Fig. 129.—Miracidium of Fasciola hepatica that has just hatched from the egg, with a distinct cuticular ciliated epithelium. Magnified. (From Leuckart.)
(2) Formation of the Ova.—The ovarian cells arising from the ovary first become mature after their entry into the oötype by the formation of three polar bodies, fertilization then taking place. At the same time as the ovarian cell a number of yolk cells from the vitellarium and secretion, drop by drop, from the shell gland reach the oötype.[262] The shell is then formed during the generally active contractions of the oötype walls and then passes on into the uterus. In the uterus of the endoparasitic trematodes the eggs accumulate more and more, often in large quantities, while in ectoparasitic species generally only one or some few eggs can be found. The completed ova are of various forms and sizes. They are mostly oval, at all events in the digenetic trematodes, and the yellowish or brown shell is provided with an opening at one pole which is closed by a watch-glass-shaped lid (operculum). Appendages (filaments) on the shell—at one or both poles—are uncommon, but are the rule in the ova of the Monogenea (ectoparasitic species).
(3) Deposition of the Ova.—Soon after their formation, the Monogenea (ectoparasitic trematodes) deposit round the place of their attachment on the skin or the gills or other organs of their hosts, eggs which attach themselves by means of their filaments. The embryonic development thus takes place outside the parent. This also holds good for the eggs of many endoparasitic species, although as a rule in these the eggs are always retained for a longer time in the uterus. Moreover, they usually here undergo a part or a whole of their development, and are eventually deposited in those organs in which the adult forms are parasitic, but this is not always the case, as the egg, e.g., of F. hepatica appears in bile (and fæces) quite unchanged. By the natural passages they eventually get out of the body, and in cases where such do not exist, as in the case of the blood-vessels, the eggs pass out by means of the kidneys.
(4) The embryonic development, after irregular segmentation of the ovum into a number of blastomeres, leads to the formation of a solid blastosphere or morula, which is surrounded by a cellular investing membrane (yolk envelope), while the principal mass of the cells forms the embryo, which uses for its nourishment the yolk cells, which have in the meantime disintegrated (cf. footnote, p. [223]). Usually, after the ova have reached water the embryos hatch out, leaving the yolk envelope in the egg-shell; in other cases, however, the embryos only hatch out after having been subjected to the influence of the intestinal juices, that is to say, in the intestine of an intermediate host which has ingested with its food the ova that have escaped from the primary host.

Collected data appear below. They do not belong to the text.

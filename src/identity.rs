// src/identity.rs - Who is looking at the chat

use std::sync::{Arc, RwLock};

/// Supplies the login of the viewing user; empty when not authenticated
pub trait IdentityProvider: Send + Sync {
    fn logged_in_username(&self) -> String;
}

/// Fixed login, typically from configuration
#[derive(Debug, Clone, Default)]
pub struct StaticIdentity {
    username: String,
}

impl StaticIdentity {
    pub fn new(username: impl Into<String>) -> Self {
        Self {
            username: username.into(),
        }
    }

    pub fn anonymous() -> Self {
        Self::default()
    }
}

impl IdentityProvider for StaticIdentity {
    fn logged_in_username(&self) -> String {
        self.username.clone()
    }
}

/// Login that the session layer can swap after authenticating
#[derive(Debug, Clone, Default)]
pub struct SessionIdentity {
    username: Arc<RwLock<String>>,
}

impl SessionIdentity {
    pub fn new() -> Self {
        Self::default()
    }

    pub fn set_username(&self, username: impl Into<String>) {
        match self.username.write() {
            Ok(mut guard) => *guard = username.into(),
            Err(poisoned) => *poisoned.into_inner() = username.into(),
        }
    }

    pub fn clear(&self) {
        self.set_username(String::new());
    }
}

impl IdentityProvider for SessionIdentity {
    fn logged_in_username(&self) -> String {
        match self.username.read() {
            Ok(guard) => guard.clone(),
            Err(poisoned) => poisoned.into_inner().clone(),
        }
    }
}
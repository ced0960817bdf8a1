// src/parser/words.rs - Per-word substitution: emotes, links and mentions

use log::debug;
use regex::Regex;
use std::collections::HashMap;
use std::sync::OnceLock;

use crate::cache::EmoteTable;
use crate::types::Emote;

/// What a single word of a message turned into
#[derive(Debug, Clone, PartialEq, Eq)]
pub enum WordClass {
    Emote { name: String, url: String },
    Link { url: String },
    Mention { name: String },
    Text { value: String },
}

/// Lookup tables a message is resolved against
#[derive(Debug, Clone, Copy)]
pub struct WordContext<'a> {
    /// Span text -> url for the emotes the server asserted on this message
    pub server_emotes: &'a HashMap<String, String>,
    pub channel_emotes: &'a EmoteTable,
    pub global_emotes: Option<&'a EmoteTable>,
    /// Lowercased login of the viewer, empty when logged out
    pub login: &'a str,
}

/// Result of classifying every word of a message
#[derive(Debug, Clone, PartialEq, Eq)]
pub struct ClassifiedText {
    pub words: Vec<WordClass>,
    /// Some word contains the viewer's login
    pub tagged: bool,
}

fn url_pattern() -> &'static Regex {
    static URL: OnceLock<Regex> = OnceLock::new();
    URL.get_or_init(|| {
        Regex::new(
            r"(?i)\b(?:https?://|www\.)[a-z0-9](?:[a-z0-9-]*[a-z0-9])?(?:\.[a-z0-9](?:[a-z0-9-]*[a-z0-9])?)+(?::\d{1,5})?(?:[/?#]\S*)?",
        )
        .expect("url pattern is valid")
    })
}

fn mention_pattern() -> &'static Regex {
    static MENTION: OnceLock<Regex> = OnceLock::new();
    MENTION.get_or_init(|| Regex::new(r"@[a-zA-Z0-9]+").expect("mention pattern is valid"))
}

/// CDN url of a server-asserted emote
pub fn twitch_emote_url(cdn_base: &str, emote_id: &str) -> String {
    format!("{}/{}/default/dark/2.0", cdn_base.trim_end_matches('/'), emote_id)
}

/// Map the literal text under every emote span to its image url
///
/// Built once per message, before the text is split, so that every later
/// occurrence of the same word resolves to the asserted emote.
pub fn server_emote_map(text: &str, emotes: &[Emote], cdn_base: &str) -> HashMap<String, String> {
    let mut map = HashMap::new();

    for emote in emotes {
        match emote.char_range.slice(text) {
            Some(word) => {
                map.insert(word.to_string(), twitch_emote_url(cdn_base, &emote.id));
            }
            None => {
                debug!(
                    "Ignoring emote {} with range {}..{} outside of message text",
                    emote.id, emote.char_range.start, emote.char_range.end
                );
            }
        }
    }

    map
}

/// First url inside a word, if any
pub fn find_link(word: &str) -> Option<&str> {
    url_pattern().find(word).map(|m| m.as_str())
}

/// `@name` anywhere in the word
pub fn is_mention(word: &str) -> bool {
    mention_pattern().is_match(word)
}

/// Case-insensitive substring check against the viewer login; `login` must be lowercase
pub fn mentions_user(word: &str, login: &str) -> bool {
    !login.is_empty() && word.to_lowercase().contains(login)
}

/// Decide what a single word becomes; the first matching rule wins
pub fn resolve_word(word: &str, ctx: &WordContext<'_>) -> WordClass {
    if let Some(url) = ctx.server_emotes.get(word) {
        return WordClass::Emote {
            name: word.to_string(),
            url: url.clone(),
        };
    }

    if let Some(url) = ctx.channel_emotes.get(word) {
        return WordClass::Emote {
            name: word.to_string(),
            url: url.clone(),
        };
    }

    if let Some(url) = ctx.global_emotes.and_then(|table| table.get(word)) {
        return WordClass::Emote {
            name: word.to_string(),
            url: url.clone(),
        };
    }

    // The match is the key; only a word that is exactly the url becomes a link
    if let Some(url) = find_link(word) {
        if url == word {
            return WordClass::Link {
                url: url.to_string(),
            };
        }
    }

    if is_mention(word) || mentions_user(word, ctx.login) {
        return WordClass::Mention {
            name: word.to_string(),
        };
    }

    WordClass::Text {
        value: word.to_string(),
    }
}

/// Split on single spaces and classify each word in order
pub fn classify_words(text: &str, ctx: &WordContext<'_>) -> ClassifiedText {
    let mut tagged = false;

    let words = text
        .split(' ')
        .map(|word| {
            if mentions_user(word, ctx.login) {
                tagged = true;
            }
            resolve_word(word, ctx)
        })
        .collect();

    ClassifiedText { words, tagged }
}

(5) The post-embryonic development of the Trematodes is accomplished in various ways; the process is the most simple in the ectoparasitic species (Monogenea), the young of which should certainly be regarded as larvæ, because they possess characteristics (cilia, simple gut, etc.) that are lacking in the adult worms, but which, nevertheless, pass into the adult state direct after a relatively simple metamorphosis. In the Holostomata,[263] a group found chiefly in the intestine of aquatic birds, and which rarely occur in other vertebrates, the ova develop in water. The young are ciliated all over, and, after having entered an intermediate host (leeches, molluscs, arthropods, amphibians, fishes) living in the water, they undergo a metamorphosis into a second larval stage; they then encyst and await transmission into the final host, where they become adult Metastatic trematodes, i.e., trematodes without asexually produced generations (p. [229]).
Fig. 130.—A group of cercariæ of Echinostoma sp. (from fresh water). 25/1.
In the remaining so-called digenetic trematodes (p. [230]) one or two asexual generations interpose between the miracidium and terminal stage, so that quite a number of adult worms may originate from one egg. Usually the young, which are termed MIRACIDIA[264] (fig. 129), hatch in water, where they move with the aid of their cilia. Sooner or later they penetrate into an intermediate host, which is always a snail or a mussel, and while certain of their organs disappear, they grow into a gutless germinal tube (SPOROCYST, fig. 131). These are simple elongated sacs with a central body cavity. They may or may not have excretory tubules. In these, according to the species, the larval stages (CERCARIÆ) that will ultimately become adult worms are produced, or another intermediate generation is first formed, viz., that of the REDIÆ[265] (figs. 132, 133), which are always provided with an intestine, and these then give rise to cercariæ (figs. 130, [134]). The cercariæ, as a rule, leave their host and move about in the water with the assistance of their rudder-like tails. After a little time, however, they usually again invade an aquatic animal (worms, molluscs, arthropods, fishes, amphibians), then they lose their tails and become encysted (fig. [135]); here they wait until they attain, together with their host, the suitable terminal host, and in this new situation they establish themselves and reach maturity. Or, again, the cercariæ may themselves encyst in water or on foreign bodies (plants) and wait until they are taken up directly by the terminal host, e.g., sheep.